[Dataset entries]
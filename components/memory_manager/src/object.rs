//! Function, upvalue, prototype and userdata objects.
//!
//! A Lua closure shares its upvalues with every other closure that captured
//! the same variable. While the variable's frame is alive the upvalue is
//! *open* and names a slot of its thread's stack; when the frame exits the
//! value is copied into the upvalue, which becomes *closed*. Each thread
//! keeps its open upvalues sorted by stack level so a capture site can find
//! the one already aliasing a slot.

use crate::heap::Heap;
use bytecode_system::{Constant, Prototype};
use core_types::{
    GcObjectRef, LClosureRef, NClosureRef, NativeFnId, ProtoRef, StrRef, TableRef, ThreadRef,
    UpvalRef, UserdataRef, Value,
};
use std::any::Any;
use std::fmt;
use std::rc::Rc;

/// Closure over a compiled prototype.
#[derive(Debug, Clone)]
pub struct LClosure {
    /// Function body
    pub proto: ProtoRef,
    /// Captured variables, one per upvalue descriptor
    pub upvals: Vec<UpvalRef>,
}

/// Closure over a native function with its own captured values.
#[derive(Debug, Clone)]
pub struct NClosure {
    /// Registered native function
    pub f: NativeFnId,
    /// Captured values
    pub upvalues: Vec<Value>,
}

/// A captured variable.
#[derive(Debug, Clone, Copy, PartialEq)]
pub enum Upval {
    /// Aliases `thread.stack[level]`
    Open {
        /// Owning thread
        thread: ThreadRef,
        /// Stack slot
        level: usize,
    },
    /// Holds its own value
    Closed(Value),
}

/// A prototype installed in the heap, with its constants interned.
#[derive(Debug, Clone)]
pub struct ProtoObj {
    /// Compiled body (code, debug info)
    pub proto: Rc<Prototype>,
    /// Constants as runtime values
    pub constants: Vec<Value>,
    /// Installed nested prototypes, parallel to `proto.protos`
    pub children: Vec<ProtoRef>,
    /// Chunk name
    pub source: Option<StrRef>,
}

/// Full userdata: a host payload plus user values.
pub struct Userdata {
    /// Host payload
    pub data: Box<dyn Any>,
    /// User values
    pub user_values: Vec<Value>,
    /// Metatable
    pub metatable: Option<TableRef>,
}

impl fmt::Debug for Userdata {
    fn fmt(&self, f: &mut fmt::Formatter<'_>) -> fmt::Result {
        f.debug_struct("Userdata")
            .field("user_values", &self.user_values)
            .field("metatable", &self.metatable)
            .finish_non_exhaustive()
    }
}

impl LClosure {
    pub(crate) fn heap_size(&self) -> usize {
        std::mem::size_of::<Self>() + self.upvals.len() * std::mem::size_of::<UpvalRef>()
    }
}

impl NClosure {
    pub(crate) fn heap_size(&self) -> usize {
        std::mem::size_of::<Self>() + self.upvalues.len() * std::mem::size_of::<Value>()
    }
}

impl ProtoObj {
    pub(crate) fn heap_size(&self) -> usize {
        std::mem::size_of::<Self>()
            + self.proto.code.len() * 4
            + self.constants.len() * std::mem::size_of::<Value>()
            + self.children.len() * std::mem::size_of::<ProtoRef>()
            + self.proto.line_info.len()
    }
}

impl Userdata {
    pub(crate) fn heap_size(&self) -> usize {
        std::mem::size_of::<Self>() + self.user_values.len() * std::mem::size_of::<Value>()
    }
}

fn constant_value(heap: &mut Heap, constant: &Constant) -> Value {
    match constant {
        Constant::Nil => Value::Nil,
        Constant::Boolean(b) => Value::Boolean(*b),
        Constant::Integer(i) => Value::Integer(*i),
        Constant::Float(n) => Value::Float(*n),
        Constant::String(bytes) => Value::String(heap.new_string(bytes)),
    }
}

impl Heap {
    /// Creates a Lua closure.
    pub fn new_lclosure(&mut self, proto: ProtoRef, upvals: Vec<UpvalRef>) -> LClosureRef {
        let cl = LClosure { proto, upvals };
        let size = cl.heap_size();
        let r = self.lclosures.insert(self.gc.new_header(), cl);
        self.gc.account_alloc(size);
        r
    }

    /// Creates a native closure.
    pub fn new_nclosure(&mut self, f: NativeFnId, upvalues: Vec<Value>) -> NClosureRef {
        let cl = NClosure { f, upvalues };
        let size = cl.heap_size();
        let r = self.nclosures.insert(self.gc.new_header(), cl);
        self.gc.account_alloc(size);
        r
    }

    /// Installs a prototype tree, interning its string constants.
    pub fn new_proto(&mut self, proto: Rc<Prototype>) -> ProtoRef {
        let children: Vec<ProtoRef> = proto
            .protos
            .iter()
            .map(|child| self.new_proto(Rc::clone(child)))
            .collect();
        let constants: Vec<Value> = proto
            .constants
            .iter()
            .map(|k| constant_value(self, k))
            .collect();
        let source = proto.source.as_ref().map(|s| self.new_string(s));
        let obj = ProtoObj {
            proto,
            constants,
            children,
            source,
        };
        let size = obj.heap_size();
        let r = self.protos.insert(self.gc.new_header(), obj);
        self.gc.account_alloc(size);
        r
    }

    /// Creates a full userdata with `nuv` user values set to `nil`.
    pub fn new_userdata(&mut self, data: Box<dyn Any>, nuv: usize) -> UserdataRef {
        let u = Userdata {
            data,
            user_values: vec![Value::Nil; nuv],
            metatable: None,
        };
        let size = u.heap_size();
        let r = self.userdata.insert(self.gc.new_header(), u);
        self.gc.account_alloc(size);
        r
    }

    /// Sets user value `n` (0-based); `false` when out of range.
    pub fn set_user_value(&mut self, u: UserdataRef, n: usize, v: Value) -> bool {
        match self.userdata[u].user_values.get_mut(n) {
            Some(slot) => *slot = v,
            None => return false,
        }
        self.barrier_back(GcObjectRef::Userdata(u), v);
        true
    }

    // ========================================================================
    // Upvalues
    // ========================================================================

    /// Returns the open upvalue aliasing `level` of `thread`, creating it if
    /// no closure captured that slot yet.
    pub fn find_upval(&mut self, thread: ThreadRef, level: usize) -> UpvalRef {
        let open = &self.threads[thread].open_upvals;
        let mut pos = open.len();
        while pos > 0 {
            let u = open[pos - 1];
            match self.upvals[u] {
                Upval::Open { level: l, .. } if l == level => return u,
                Upval::Open { level: l, .. } if l < level => break,
                _ => pos -= 1,
            }
        }
        let header = self.gc.new_header();
        let u = self.upvals.insert(header, Upval::Open { thread, level });
        self.threads[thread].open_upvals.insert(pos, u);
        self.gc.account_alloc(std::mem::size_of::<Upval>());
        u
    }

    /// Creates a closed upvalue holding `v`.
    pub fn new_closed_upval(&mut self, v: Value) -> UpvalRef {
        let header = self.gc.new_header();
        let u = self.upvals.insert(header, Upval::Closed(v));
        self.gc.account_alloc(std::mem::size_of::<Upval>());
        u
    }

    /// Closes every open upvalue of `thread` at or above `level`.
    pub fn close_upvals(&mut self, thread: ThreadRef, level: usize) {
        loop {
            let u = match self.threads[thread].open_upvals.last() {
                Some(&u) => u,
                None => break,
            };
            let l = match self.upvals[u] {
                Upval::Open { level: l, .. } => l,
                Upval::Closed(_) => {
                    self.threads[thread].open_upvals.pop();
                    continue;
                }
            };
            if l < level {
                break;
            }
            self.threads[thread].open_upvals.pop();
            let v = self.threads[thread].stack[l];
            self.upvals[u] = Upval::Closed(v);
            if !self.upvals.header(u).is_white() {
                self.upvals.header_mut(u).set_black();
                self.barrier_forward(GcObjectRef::Upval(u), v);
            }
        }
    }

    /// Current value of an upvalue.
    pub fn upval_get(&self, u: UpvalRef) -> Value {
        match self.upvals[u] {
            Upval::Open { thread, level } => self.threads[thread].stack[level],
            Upval::Closed(v) => v,
        }
    }

    /// Assigns an upvalue.
    pub fn upval_set(&mut self, u: UpvalRef, v: Value) {
        match self.upvals[u] {
            Upval::Open { thread, level } => self.threads[thread].stack[level] = v,
            Upval::Closed(_) => self.upvals[u] = Upval::Closed(v),
        }
        self.barrier_forward(GcObjectRef::Upval(u), v);
    }

    /// Whether the upvalue still aliases a stack slot.
    pub fn upval_is_open(&self, u: UpvalRef) -> bool {
        matches!(self.upvals[u], Upval::Open { .. })
    }

    /// Makes upvalue `n1` of `f1` refer to upvalue `n2` of `f2`.
    pub fn join_upvals(&mut self, f1: LClosureRef, n1: usize, f2: LClosureRef, n2: usize) {
        let u = self.lclosures[f2].upvals[n2];
        self.lclosures[f1].upvals[n1] = u;
        let parent = GcObjectRef::LuaClosure(f1);
        self.object_barrier(parent, GcObjectRef::Upval(u));
    }

    /// Prototype of a Lua closure.
    pub fn closure_proto(&self, f: LClosureRef) -> &Rc<Prototype> {
        &self.protos[self.lclosures[f].proto].proto
    }
}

[TASK]
I need every line of the data that has the word "break"; please list them.

[WORKED SOLUTION]
                Upval::Open { level: l, .. } if l < level => break,
                None => break,
                break;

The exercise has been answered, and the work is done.